Usually every tragedy befell her which could befall a woman. If her child lived, it lived the life of wretchedness and was an outcast also. The outcome of its existence was determined by the order of woman its mother chanced to be. If the maternal instinct was warm and strong within her and she loved it, there were a few chances that it might fight through its early years of struggle and expand into a human being who counted as one at least among the world’s millions. Usually the mother died in the gutter or the hospital, but there had been women who survived, and when they did so it was often because they made a battle for their children. Sometimes it was because they were made of the material which is not easily beaten, and then they learned as the years went by that the human soul and will may be even stronger than that which may seem at the outset overwhelming fate.
When the girl Susan Chapman fell into misfortune and disgrace, her path was not made easy for her. There were a few months when the young mill hand who brought disaster upon her, made love to her, and hung about her small home, sometimes leaning upon the rickety gate to talk and laugh with her, sometimes loitering with her in the streets or taking her to cheap picnics or on rather rowdy excursions. She wore the excited and highly pleased air seen in young women of her class when the masculine creature is paying court. She spent her wages in personal decoration, she bought cheap feathers and artificial flowers and remnants on “bargain days,” and decked herself with them. Her cheap, good looks reached their highest point because she felt the glow of a promotive triumph and her spirits were exhilarated. She was nearer happiness than she had ever been before. The other girls, who were mill hands like herself, were full of the usual rather envious jokes about her possible marriage. To be married was to achieve a desirable distinction and to work at home instead of at the Mills. The young man was not an absolute villain, he was merely an ignorant, foolish young animal. At first he had had inchoate beliefs in a domestic future with the girl. But the time came when equally inchoate ideas of his own manhood led him to grow cool. The New England atmosphere which had not influenced him in all points, influenced him in the matter of feeling that the woman a man married must have kept herself respectable. The fact that he himself had caused her fall from the plane of decency was of comparatively small moment.

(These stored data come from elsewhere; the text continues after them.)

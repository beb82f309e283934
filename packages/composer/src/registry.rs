//! The variant registry: `(family, variant key)` → renderer capability.
//!
//! Built once at startup from the style library's static registrations.
//! Resolution never fails and never halts composition: a key that cannot
//! be satisfied walks a fallback chain ending at an inert placeholder.

use crate::render::RenderNode;
use std::collections::HashMap;
use std::sync::Arc;
use storekit_model::{Block, BlockFamily, StoreConfig};
use storekit_style::Directive;
use thiserror::Error;
use tracing::debug;

/// An opaque renderer capability. The composer hands it the block and the
/// block's compiled directives and takes whatever comes back; it never
/// inspects the renderer itself.
pub trait BlockRenderer: Send + Sync {
    fn render(&self, block: &Block, directives: &[Directive]) -> RenderNode;
}

#[derive(Error, Debug, Clone, PartialEq)]
pub enum RegistryError {
    #[error("Variant '{key}' already registered for family '{family}'")]
    AlreadyRegistered { family: BlockFamily, key: String },

    #[error("Cannot set default for family '{family}': variant '{key}' is not registered")]
    UnknownDefault { family: BlockFamily, key: String },
}

/// How a resolution was satisfied, in fallback-chain order.
#[derive(Debug, Clone, Copy, PartialEq, Eq)]
pub enum ResolvedVia {
    /// Exact `(family, key)` match.
    Exact,
    /// The store config's default variant for the family.
    StoreDefault,
    /// The family's registry-designated default variant.
    FamilyDefault,
    /// The inert placeholder; renders nothing observable.
    Placeholder,
}

/// Outcome of a registry lookup.
#[derive(Clone)]
pub struct Resolved {
    pub renderer: Arc<dyn BlockRenderer>,
    /// The variant key that actually satisfied the lookup, if any.
    pub key: Option<String>,
    pub via: ResolvedVia,
}

/// Renders nothing observable; the composer records a diagnostic when it
/// is reached.
struct PlaceholderRenderer;

impl BlockRenderer for PlaceholderRenderer {
    fn render(&self, _block: &Block, _directives: &[Directive]) -> RenderNode {
        RenderNode::empty()
    }
}

/// Build-time-populated lookup table for block renderers.
pub struct Registry {
    entries: HashMap<(BlockFamily, String), Arc<dyn BlockRenderer>>,
    defaults: HashMap<BlockFamily, String>,
    placeholder: Arc<dyn BlockRenderer>,
}

impl Default for Registry {
    fn default() -> Self {
        Self::new()
    }
}

impl Registry {
    pub fn new() -> Self {
        Self {
            entries: HashMap::new(),
            defaults: HashMap::new(),
            placeholder: Arc::new(PlaceholderRenderer),
        }
    }

    /// Register a renderer for `(family, key)`. Double registration of the
    /// same key is a wiring bug in the style library, so it errors rather
    /// than silently replacing.
    pub fn register(
        &mut self,
        family: BlockFamily,
        key: impl Into<String>,
        renderer: Arc<dyn BlockRenderer>,
    ) -> Result<(), RegistryError> {
        let key = key.into();
        if self.entries.contains_key(&(family, key.clone())) {
            return Err(RegistryError::AlreadyRegistered { family, key });
        }
        self.entries.insert((family, key), renderer);
        Ok(())
    }

    /// Designate the family's default variant. The key must already be
    /// registered.
    pub fn set_default(
        &mut self,
        family: BlockFamily,
        key: impl Into<String>,
    ) -> Result<(), RegistryError> {
        let key = key.into();
        if !self.entries.contains_key(&(family, key.clone())) {
            return Err(RegistryError::UnknownDefault { family, key });
        }
        self.defaults.insert(family, key);
        Ok(())
    }

    fn lookup(&self, family: BlockFamily, key: &str) -> Option<Arc<dyn BlockRenderer>> {
        self.entries.get(&(family, key.to_string())).cloned()
    }

    /// Resolve a renderer for `(family, requested)`.
    ///
    /// Chain: exact match → store-config default → family default →
    /// placeholder. Total: always returns a renderer.
    pub fn resolve(
        &self,
        family: BlockFamily,
        requested: Option<&str>,
        config: &StoreConfig,
    ) -> Resolved {
        if let Some(key) = requested {
            if let Some(renderer) = self.lookup(family, key) {
                return Resolved {
                    renderer,
                    key: Some(key.to_string()),
                    via: ResolvedVia::Exact,
                };
            }
        }

        if let Some(key) = config.default_variant(family) {
            if let Some(renderer) = self.lookup(family, key) {
                debug!(family = %family, key, "resolved via store default");
                return Resolved {
                    renderer,
                    key: Some(key.to_string()),
                    via: ResolvedVia::StoreDefault,
                };
            }
        }

        if let Some(key) = self.defaults.get(&family) {
            if let Some(renderer) = self.lookup(family, key) {
                debug!(family = %family, key, "resolved via family default");
                return Resolved {
                    renderer,
                    key: Some(key.clone()),
                    via: ResolvedVia::FamilyDefault,
                };
            }
        }

        Resolved {
            renderer: self.placeholder.clone(),
            key: None,
            via: ResolvedVia::Placeholder,
        }
    }
}

#[cfg(test)]
mod tests {
    use super::*;

    struct Tagged(&'static str);

    impl BlockRenderer for Tagged {
        fn render(&self, block: &Block, _directives: &[Directive]) -> RenderNode {
            RenderNode::element(self.0, &block.id).into_node()
        }
    }

    fn config() -> StoreConfig {
        StoreConfig {
            name: "Acme".to_string(),
            primary_color: None,
            logo_url: None,
            header_style: "minimal".to_string(),
            hero_style: "impact".to_string(),
            product_card_style: "classic".to_string(),
            footer_style: "slim".to_string(),
        }
    }

    #[test]
    fn test_exact_match_wins() {
        let mut registry = Registry::new();
        registry
            .register(BlockFamily::Hero, "impact", Arc::new(Tagged("impact")))
            .unwrap();
        registry
            .register(BlockFamily::Hero, "minimal", Arc::new(Tagged("minimal")))
            .unwrap();

        let resolved = registry.resolve(BlockFamily::Hero, Some("minimal"), &config());
        assert_eq!(resolved.via, ResolvedVia::Exact);
        assert_eq!(resolved.key.as_deref(), Some("minimal"));
    }

    #[test]
    fn test_missing_key_falls_back_to_store_default() {
        let mut registry = Registry::new();
        registry
            .register(BlockFamily::Hero, "impact", Arc::new(Tagged("impact")))
            .unwrap();

        let resolved = registry.resolve(BlockFamily::Hero, Some("no-such"), &config());
        assert_eq!(resolved.via, ResolvedVia::StoreDefault);
        assert_eq!(resolved.key.as_deref(), Some("impact"));
    }

    #[test]
    fn test_family_default_when_store_has_none() {
        let mut registry = Registry::new();
        registry
            .register(BlockFamily::RichText, "serif", Arc::new(Tagged("serif")))
            .unwrap();
        registry.set_default(BlockFamily::RichText, "serif").unwrap();

        // RichText has no StoreConfig entry.
        let resolved = registry.resolve(BlockFamily::RichText, None, &config());
        assert_eq!(resolved.via, ResolvedVia::FamilyDefault);
    }

    #[test]
    fn test_placeholder_never_fails() {
        let registry = Registry::new();
        let resolved = registry.resolve(BlockFamily::Gallery, Some("anything"), &config());

        assert_eq!(resolved.via, ResolvedVia::Placeholder);
        assert!(resolved.key.is_none());
    }

    #[test]
    fn test_double_registration_errors() {
        let mut registry = Registry::new();
        registry
            .register(BlockFamily::Hero, "impact", Arc::new(Tagged("a")))
            .unwrap();

        let err = registry
            .register(BlockFamily::Hero, "impact", Arc::new(Tagged("b")))
            .unwrap_err();
        assert!(matches!(err, RegistryError::AlreadyRegistered { .. }));
    }

    #[test]
    fn test_default_must_be_registered() {
        let mut registry = Registry::new();
        let err = registry.set_default(BlockFamily::Hero, "ghost").unwrap_err();
        assert!(matches!(err, RegistryError::UnknownDefault { .. }));
    }
}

A man who married a woman who had not managed to keep straight, put himself into a sort of ridiculous position. He lost masculine distinction. This one ceased to lean on the gate and talk at night, and went to fewer picnics. He was in less high spirits, and so was the girl. She often looked pale and as if she had been crying. Then Jack Williams gave up his place at the Mill and left the village. He did not tell his sweetheart. The morning after he left, Susan came to her work and found the girls about her wearing a mysterious and interested air.

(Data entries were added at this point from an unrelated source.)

//! The variant matrix generator.
//!
//! ## Semantics
//!
//! - Each option's values are deduplicated first, preserving first-seen
//!   order.
//! - An empty option list, or any option with zero values, yields the
//!   empty matrix. Standard empty-Cartesian-product semantics: clearing
//!   one option's values mid-edit wipes all variants. Expected, not a
//!   defect to patch around.
//! - Enumeration is odometer order: the last option's value changes
//!   fastest. Output order is enumeration order, not the existing list's.
//! - A generated row whose `title` exactly matches an existing row
//!   (case-sensitive) keeps that row's id, price, stock, sku and image;
//!   its `options` map and title are rebuilt from the current option list.
//! - Renaming an option's *name* changes every derived title and breaks
//!   preservation for the product. Accepted, observable behavior.

use crate::slug::slugify;
use std::collections::BTreeMap;
use storekit_model::{IdGenerator, ProductVariant, ProductVariantOption};
use tracing::debug;

/// Regenerate a product's variant rows from its option list, reconciling
/// against the previously generated rows.
pub fn generate(
    options: &[ProductVariantOption],
    existing: &[ProductVariant],
    base_price: f64,
    base_sku: &str,
) -> Vec<ProductVariant> {
    let value_lists: Vec<Vec<&str>> = options.iter().map(|o| dedupe_values(&o.values)).collect();

    if value_lists.is_empty() || value_lists.iter().any(|values| values.is_empty()) {
        debug!(options = options.len(), "empty option axis, matrix cleared");
        return Vec::new();
    }

    let mut ids = IdGenerator::new(base_sku);
    let mut variants: Vec<ProductVariant> = Vec::new();

    for combo in CartesianCounter::new(&value_lists) {
        let tuple: Vec<&str> = combo
            .iter()
            .zip(&value_lists)
            .map(|(&index, values)| values[index])
            .collect();
        let title = tuple.join(" / ");

        let option_map: BTreeMap<String, String> = options
            .iter()
            .zip(&tuple)
            .map(|(option, &value)| (option.name.clone(), value.to_string()))
            .collect();

        let variant = match existing.iter().find(|v| v.title == title) {
            Some(prior) => ProductVariant {
                id: prior.id.clone(),
                title,
                price: prior.price,
                stock: prior.stock,
                sku: prior.sku.clone(),
                image_id: prior.image_id.clone(),
                options: option_map,
            },
            None => ProductVariant {
                id: ids.next_free(|candidate| {
                    existing.iter().any(|v| v.id == candidate)
                        || variants.iter().any(|v| v.id == candidate)
                }),
                title,
                price: base_price,
                stock: 0,
                sku: seeded_sku(base_sku, &tuple),
                image_id: None,
                options: option_map,
            },
        };

        variants.push(variant);
    }

    variants
}

/// Keep first occurrence of each value, preserving order.
fn dedupe_values(values: &[String]) -> Vec<&str> {
    let mut seen: Vec<&str> = Vec::with_capacity(values.len());
    for value in values {
        if !seen.contains(&value.as_str()) {
            seen.push(value);
        }
    }
    seen
}

fn seeded_sku(base_sku: &str, tuple: &[&str]) -> String {
    let suffix: Vec<String> = tuple.iter().map(|value| slugify(value)).collect();
    format!("{}-{}", base_sku, suffix.join("-"))
}

/// Odometer over the value-list lengths: yields index tuples with the
/// rightmost position incrementing fastest.
struct CartesianCounter {
    lengths: Vec<usize>,
    current: Vec<usize>,
    done: bool,
}

impl CartesianCounter {
    fn new(value_lists: &[Vec<&str>]) -> Self {
        Self {
            lengths: value_lists.iter().map(|values| values.len()).collect(),
            current: vec![0; value_lists.len()],
            done: value_lists.iter().any(|values| values.is_empty()),
        }
    }
}

impl Iterator for CartesianCounter {
    type Item = Vec<usize>;

    fn next(&mut self) -> Option<Vec<usize>> {
        if self.done {
            return None;
        }

        let item = self.current.clone();

        // Increment from the right, carrying leftward.
        self.done = true;
        for position in (0..self.current.len()).rev() {
            self.current[position] += 1;
            if self.current[position] < self.lengths[position] {
                self.done = false;
                break;
            }
            self.current[position] = 0;
        }

        Some(item)
    }
}

#[cfg(test)]
mod tests {
    use super::*;

    fn option(id: &str, name: &str, values: &[&str]) -> ProductVariantOption {
        ProductVariantOption {
            id: id.to_string(),
            name: name.to_string(),
            values: values.iter().map(|v| v.to_string()).collect(),
        }
    }

    fn size_and_color() -> Vec<ProductVariantOption> {
        vec![
            option("o-1", "Size", &["S", "M"]),
            option("o-2", "Color", &["Red", "Blue"]),
        ]
    }

    #[test]
    fn test_basic_matrix_in_odometer_order() {
        let variants = generate(&size_and_color(), &[], 29.0, "TEE");

        let titles: Vec<&str> = variants.iter().map(|v| v.title.as_str()).collect();
        assert_eq!(titles, vec!["S / Red", "S / Blue", "M / Red", "M / Blue"]);

        assert_eq!(variants[0].price, 29.0);
        assert_eq!(variants[0].stock, 0);
        assert_eq!(variants[0].sku, "TEE-s-red");
        assert_eq!(variants[0].options["Size"], "S");
        assert_eq!(variants[0].options["Color"], "Red");
    }

    #[test]
    fn test_single_option_matrix() {
        let variants = generate(&[option("o-1", "Size", &["S", "M", "L"])], &[], 10.0, "CAP");

        let titles: Vec<&str> = variants.iter().map(|v| v.title.as_str()).collect();
        assert_eq!(titles, vec!["S", "M", "L"]);
    }

    #[test]
    fn test_preservation_across_regeneration() {
        let initial = generate(&size_and_color(), &[], 29.0, "TEE");

        // Simulate manual edits to two rows.
        let mut edited = initial.clone();
        let s_red = edited.iter_mut().find(|v| v.title == "S / Red").unwrap();
        s_red.price = 35.0;
        s_red.stock = 12;
        let m_red = edited.iter_mut().find(|v| v.title == "M / Red").unwrap();
        m_red.sku = "TEE-CUSTOM".to_string();

        // Add a new Size value and regenerate.
        let mut options = size_and_color();
        options[0].values.push("L".to_string());
        let regenerated = generate(&options, &edited, 29.0, "TEE");

        assert_eq!(regenerated.len(), 6);

        let s_red = regenerated.iter().find(|v| v.title == "S / Red").unwrap();
        assert_eq!(s_red.price, 35.0);
        assert_eq!(s_red.stock, 12);

        let m_red = regenerated.iter().find(|v| v.title == "M / Red").unwrap();
        assert_eq!(m_red.sku, "TEE-CUSTOM");

        for title in ["L / Red", "L / Blue"] {
            let row = regenerated.iter().find(|v| v.title == title).unwrap();
            assert_eq!(row.price, 29.0);
            assert_eq!(row.stock, 0);
        }
    }

    #[test]
    fn test_preserved_rows_keep_identity() {
        let initial = generate(&size_and_color(), &[], 29.0, "TEE");
        let regenerated = generate(&size_and_color(), &initial, 29.0, "TEE");

        for (before, after) in initial.iter().zip(&regenerated) {
            assert_eq!(before.id, after.id);
        }
    }

    #[test]
    fn test_empty_option_values_wipe_the_matrix() {
        let existing = generate(&size_and_color(), &[], 29.0, "TEE");

        let mut options = size_and_color();
        options[1].values.clear();

        // One cleared axis empties the whole matrix even though Size
        // still has values. Deliberate: empty Cartesian product.
        assert!(generate(&options, &existing, 29.0, "TEE").is_empty());
    }

    #[test]
    fn test_empty_option_list_yields_empty_matrix() {
        assert!(generate(&[], &[], 29.0, "TEE").is_empty());
    }

    #[test]
    fn test_duplicate_values_are_deduplicated_in_order() {
        let variants = generate(
            &[option("o-1", "Size", &["S", "M", "S", "M", "L"])],
            &[],
            10.0,
            "CAP",
        );

        let titles: Vec<&str> = variants.iter().map(|v| v.title.as_str()).collect();
        assert_eq!(titles, vec!["S", "M", "L"]);
    }

    #[test]
    fn test_title_match_is_case_sensitive() {
        let mut existing = generate(&[option("o-1", "Size", &["S"])], &[], 10.0, "CAP");
        existing[0].price = 99.0;
        existing[0].title = "s".to_string();

        let regenerated = generate(&[option("o-1", "Size", &["S"])], &existing, 10.0, "CAP");
        assert_eq!(regenerated[0].price, 10.0);
    }

    #[test]
    fn test_option_rename_rebuilds_options_map() {
        let existing = generate(&size_and_color(), &[], 29.0, "TEE");

        let mut options = size_and_color();
        options[0].name = "Fit".to_string();
        let regenerated = generate(&options, &existing, 35.0, "TEE");

        // Titles are value-derived and unchanged, so rows still match by
        // title; only the options map carries the new name.
        assert_eq!(regenerated[0].options.get("Fit"), Some(&"S".to_string()));
        assert!(regenerated[0].options.get("Size").is_none());
    }

    #[test]
    fn test_output_order_ignores_existing_order() {
        let mut existing = generate(&size_and_color(), &[], 29.0, "TEE");
        existing.reverse();

        let regenerated = generate(&size_and_color(), &existing, 29.0, "TEE");
        let titles: Vec<&str> = regenerated.iter().map(|v| v.title.as_str()).collect();
        assert_eq!(titles, vec!["S / Red", "S / Blue", "M / Red", "M / Blue"]);
    }
}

“What are you whispering about?” she asked. “What’s the secret?”
“’Tain’t no secret,” was the answer. “Most everybody’s heard it, and I guess it ain’t no secret to you. I guess he told you when he made up his mind to go.”
“Who?” she asked.
“Jack Williams. He’s gone out to Chicago to work somewhere there. He kept it pretty dark from us, but when he went off on the late train last night, Joe Evans saw him, and he said he’d had the offer of a first-rate job and was going to it. How you stare, Sue! Your eyes look as if they’d pop out o’ yer head.”